**SUPPLIED MATERIAL:**
····················

struct Inner {
    config: ConnectionConfig,
    status: Mutex<ConnectionStatus>,
    command: ChannelState,
    event: ChannelState,
    dispatcher: EventDispatcher,
    observer: Arc<dyn Observer>,
}

impl Drop for Inner {
    fn drop(&mut self) {
        self.teardown();
    }
}

impl Inner {
    fn channel(&self, channel: Channel) -> &ChannelState {
        match channel {
            Channel::Command => &self.command,
            Channel::Event => &self.event,
        }
    }

    fn set_status(&self, to: ConnectionStatus) {
        let from = std::mem::replace(&mut *self.status.lock(), to);
        if from != to {
            self.observer.status_changed(from, to);
        }
    }

    /// Moves `from -> to` only if the status is still `from`.
    fn transition(&self, from: ConnectionStatus, to: ConnectionStatus) -> bool {
        {
            let mut status = self.status.lock();
            if *status != from {
                return false;
            }
            *status = to;
        }
        self.observer.status_changed(from, to);
        true
    }

    fn teardown(&self) {
        self.command.teardown();
        self.event.teardown();
    }

    /// Called when a read loop ends on EOF or a read error.
    fn channel_lost(&self, channel: Channel) {
        if self.transition(ConnectionStatus::Connected, ConnectionStatus::Error) {
            tracing::debug!("{} channel lost, closing connection", channel);
            self.teardown();
        }
    }

    fn decode(&self, channel: Channel, frame: &[u8]) -> Option<Message> {
        match decode_message(frame) {
            Ok(message) => Some(message),
            Err(e) => {
                self.observer.message_dropped(channel, &e);
                None
            }
        }
    }

    fn correlate(&self, channel: Channel, message: &Message) {
        match self.channel(channel).correlator.resolve(message) {
            Resolution::Resolved(command) => {
                tracing::debug!("Resolved {} on {} channel", command, channel)
            }
            Resolution::Processing(command) => {
                self.observer.command_processing(channel, command)
            }
            Resolution::Unmatched => self.observer.unmatched_response(channel, message),
        }
    }

    fn handle_event(&self, message: &Message) {
        match message.command().parse::<EventKind>() {
            Ok(kind) => {
                self.dispatcher.dispatch(kind, message);
            }
            Err(_) => self.observer.unknown_event(message),
        }
    }

    /// Events are dispatched wherever they arrive; anything else answers the
    /// command pending on that channel.
    fn route(&self, channel: Channel, message: Message) {
        if message.is_event() {
            self.handle_event(&message);
        } else {
            self.correlate(channel, &message);
        }
    }
}
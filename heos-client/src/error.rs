//! Client error types.

use crate::connection::{Channel, ConnectionStatus};
use heos_protocol::{DeviceError, ProtocolError};
use thiserror::Error;

/// Client errors.
#[derive(Debug, Error)]
pub enum ClientError {
    #[error("I/O error: {0}")]
    Io(#[from] std::io::Error),

    #[error("protocol error: {0}")]
    Protocol(#[from] ProtocolError),

    /// The channel has no open socket.
    #[error("{0} channel is not connected")]
    NotReady(Channel),

    /// Another command is still in flight on the channel.
    #[error("a command is already pending on the {0} channel")]
    CommandPending(Channel),

    #[error("connection closed")]
    ConnectionClosed,

    #[error("timed out")]
    Timeout,

    #[error("invalid connection state: {0}")]
    InvalidState(ConnectionStatus),

    #[error("command failed: {0}")]
    Command(#[from] DeviceError),

    #[error("invalid argument: {0}")]
    Validation(String),

    #[error("JSON error: {0}")]
    Json(#[from] serde_json::Error),
}

impl ClientError {
    /// Returns whether the same call might succeed if issued again.
    pub fn is_retryable(&self) -> bool {
        match self {
            ClientError::Io(_) => true,
            ClientError::Timeout => true,
            ClientError::CommandPending(_) => true,
            ClientError::Command(err) => err.code().is_transient(),
            _ => false,
        }
    }

    /// Returns the device-reported failure, if this is one.
    pub fn device_error(&self) -> Option<&DeviceError> {
        match self {
            ClientError::Command(err) => Some(err),
            _ => None,
        }
    }

    pub(crate) fn validation(message: impl Into<String>) -> Self {
        ClientError::Validation(message.into())
    }
}

#[cfg(test)]
mod tests {
    use super::*;

    fn device_error(id: i64) -> ClientError {
        ClientError::Command(DeviceError {
            id,
            text: "text".to_string(),
            system_errno: None,
        })
    }

    #[test]
    fn test_retryable() {
        assert!(ClientError::Timeout.is_retryable());
        assert!(ClientError::CommandPending(Channel::Command).is_retryable());
        assert!(device_error(13).is_retryable());

        assert!(!device_error(9).is_retryable());
        assert!(!ClientError::ConnectionClosed.is_retryable());
        assert!(!ClientError::NotReady(Channel::Event).is_retryable());
        assert!(!ClientError::validation("level").is_retryable());
    }

    #[test]
    fn test_display() {
        assert_eq!(
            ClientError::NotReady(Channel::Event).to_string(),
            "event channel is not connected"
        );
        assert_eq!(
            ClientError::CommandPending(Channel::Command).to_string(),
            "a command is already pending on the command channel"
        );
        assert_eq!(
            ClientError::InvalidState(ConnectionStatus::Closed).to_string(),
            "invalid connection state: closed"
        );
        assert_eq!(
            device_error(9).to_string(),
            "command failed: device error 9: text"
        );
    }

    #[test]
    fn test_device_error_accessor() {
        assert_eq!(device_error(2).device_error().map(|e| e.id), Some(2));
        assert!(ClientError::Timeout.device_error().is_none());
    }
}
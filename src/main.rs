//! heos - HEOS device monitor
//!
//! Connects to a device (configured or discovered), registers for change
//! events, logs every event and keeps the connection alive with heartbeats.

mod config;

use config::Config;
use heos_client::{discover, system, Connection, Endpoint, HeosEvent};
use std::time::Duration;
use tokio::sync::broadcast::error::RecvError;
use tracing_subscriber::EnvFilter;

#[tokio::main]
async fn main() -> Result<(), Box<dyn std::error::Error>> {
    // Initialize logging
    tracing_subscriber::fmt()
        .with_env_filter(
            EnvFilter::try_from_default_env().unwrap_or_else(|_| EnvFilter::new("info")),
        )
        .init();

    let config = match Config::load() {
        Ok(c) => {
            if let Ok(path) = std::env::var("HEOS_CONFIG") {
                tracing::info!("Loaded config from {}", path);
            }
            c
        }
        Err(e) => {
            tracing::error!("Failed to load config: {}", e);
            return Err(e.into());
        }
    };

    let endpoint = match config.device.host {
        Some(host) => Endpoint::new(host),
        None => {
            tracing::info!(
                "Discovering devices ({} ms)...",
                config.discovery.timeout_ms
            );
            match discover(&config.discovery_options()).await?.into_iter().next() {
                Some(endpoint) => endpoint,
                None => {
                    tracing::error!("No device found");
                    return Err("no device found; set device.host or HEOS_HOST".into());
                }
            }
        }
    };

    let connection = Connection::new(config.connection_config(endpoint));

    tracing::info!("Starting heos monitor");
    tracing::info!("  Device: {}", connection.endpoint());
    match config.monitor.heartbeat_interval() {
        Some(interval) => tracing::info!("  Heartbeat: every {:?}", interval),
        None => tracing::info!("  Heartbeat: disabled"),
    }

    // Subscribe before connecting so no event is missed
    let mut events = connection.subscribe_events();
    connection.connect().await?;
    tracing::info!("Connected to {}", connection.endpoint());

    if config.monitor.register_events {
        system::register_for_change_events(&connection, true).await?;
        tracing::info!("Registered for change events");
    }

    let heartbeat = config
        .monitor
        .heartbeat_interval()
        .map(|interval| tokio::spawn(heartbeat_loop(connection.clone(), interval)));

    loop {
        tokio::select! {
            event = events.recv() => match event {
                Ok(event) => log_event(&event, config.monitor.pretty),
                Err(RecvError::Lagged(n)) => tracing::warn!("Lagged {} events", n),
                Err(RecvError::Closed) => break,
            },
            _ = wait_disconnected(&connection) => {
                tracing::error!("Connection lost ({})", connection.status());
                break;
            }
            _ = tokio::signal::ctrl_c() => {
                tracing::info!("Received shutdown signal, stopping monitor...");
                break;
            }
        }
    }

    if let Some(handle) = heartbeat {
        handle.abort();
    }
    connection.close().await?;

    tracing::info!("Monitor stopped");
    Ok(())
}

fn log_event(event: &HeosEvent, pretty: bool) {
    let json = if pretty {
        serde_json::to_string_pretty(event)
    } else {
        serde_json::to_string(event)
    };
    match json {
        Ok(json) => tracing::info!("{}", json),
        Err(e) => tracing::warn!("Failed to serialize {:?}: {}", event, e),
    }
}

async fn heartbeat_loop(connection: Connection, interval: Duration) {
    let mut ticker = tokio::time::interval(interval);
    // The first tick completes immediately.
    ticker.tick().await;

    loop {
        ticker.tick().await;
        match system::heart_beat(&connection).await {
            Ok(()) => tracing::debug!("Heartbeat ok"),
            Err(e) if e.is_retryable() => tracing::warn!("Heartbeat failed: {}", e),
            Err(e) => {
                tracing::error!("Heartbeat failed: {}", e);
                break;
            }
        }
    }
}

/// Resolves once the connection has left the connected state.
async fn wait_disconnected(connection: &Connection) {
    let mut poll = tokio::time::interval(Duration::from_millis(500));
    while connection.is_connected() {
        poll.tick().await;
    }
}
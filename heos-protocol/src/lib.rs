//! # heos-protocol
//!
//! Wire protocol of the HEOS control interface.
//!
//! This crate provides:
//! - CRLF framing for the command and event channels
//! - Request line building (`heos://<command>?k=v&k=v`)
//! - Decoding of JSON envelopes and their flat `k=v` bodies
//! - The command and event catalogues with their result extraction tables
//! - Protocol errors and device error codes

pub mod codec;
pub mod command;
pub mod error;
pub mod event;
pub mod frame;
pub mod message;
pub mod query;

pub use codec::{decode_message, Request};
pub use command::{Command, Extraction};
pub use error::{DeviceError, DeviceErrorCode, ProtocolError};
pub use event::{EventKind, HeosEvent};
pub use frame::{CommandFramer, EventFramer};
pub use message::{Body, CommandResult, Envelope, FieldValue, LoginState, Message};
pub use query::{Query, QueryValue};

/// TCP port of the control interface.
pub const HEOS_PORT: u16 = 1255;

/// Terminator of every request and response.
pub const DELIMITER: &[u8] = b"\r\n";

/// Scheme prefix of request lines.
pub const SCHEME: &str = "heos://";

/// Command prefix shared by all unsolicited events.
pub const EVENT_PREFIX: &str = "event/";

/// Body prefix of the interim "still processing" response.
pub const COMMAND_UNDER_PROCESS: &str = "command under process";

pub const ON: &str = "on";
pub const OFF: &str = "off";

pub const SIGNED_IN: &str = "signed_in";
pub const SIGNED_OUT: &str = "signed_out";

/// Maximum size of one accumulated command channel message (16 MiB).
pub const DEFAULT_MAX_MESSAGE_SIZE: usize = 16 * 1024 * 1024;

····················

**ASSIGNMENT:**
Taking the entries from their first line through the line with "fn drop(&mut self)", inclusive, restate each line word for word and give nothing else.

**WRITTEN RESPONSE:**
struct Inner {
    config: ConnectionConfig,
    status: Mutex<ConnectionStatus>,
    command: ChannelState,
    event: ChannelState,
    dispatcher: EventDispatcher,
    observer: Arc<dyn Observer>,
}

impl Drop for Inner {
    fn drop(&mut self) {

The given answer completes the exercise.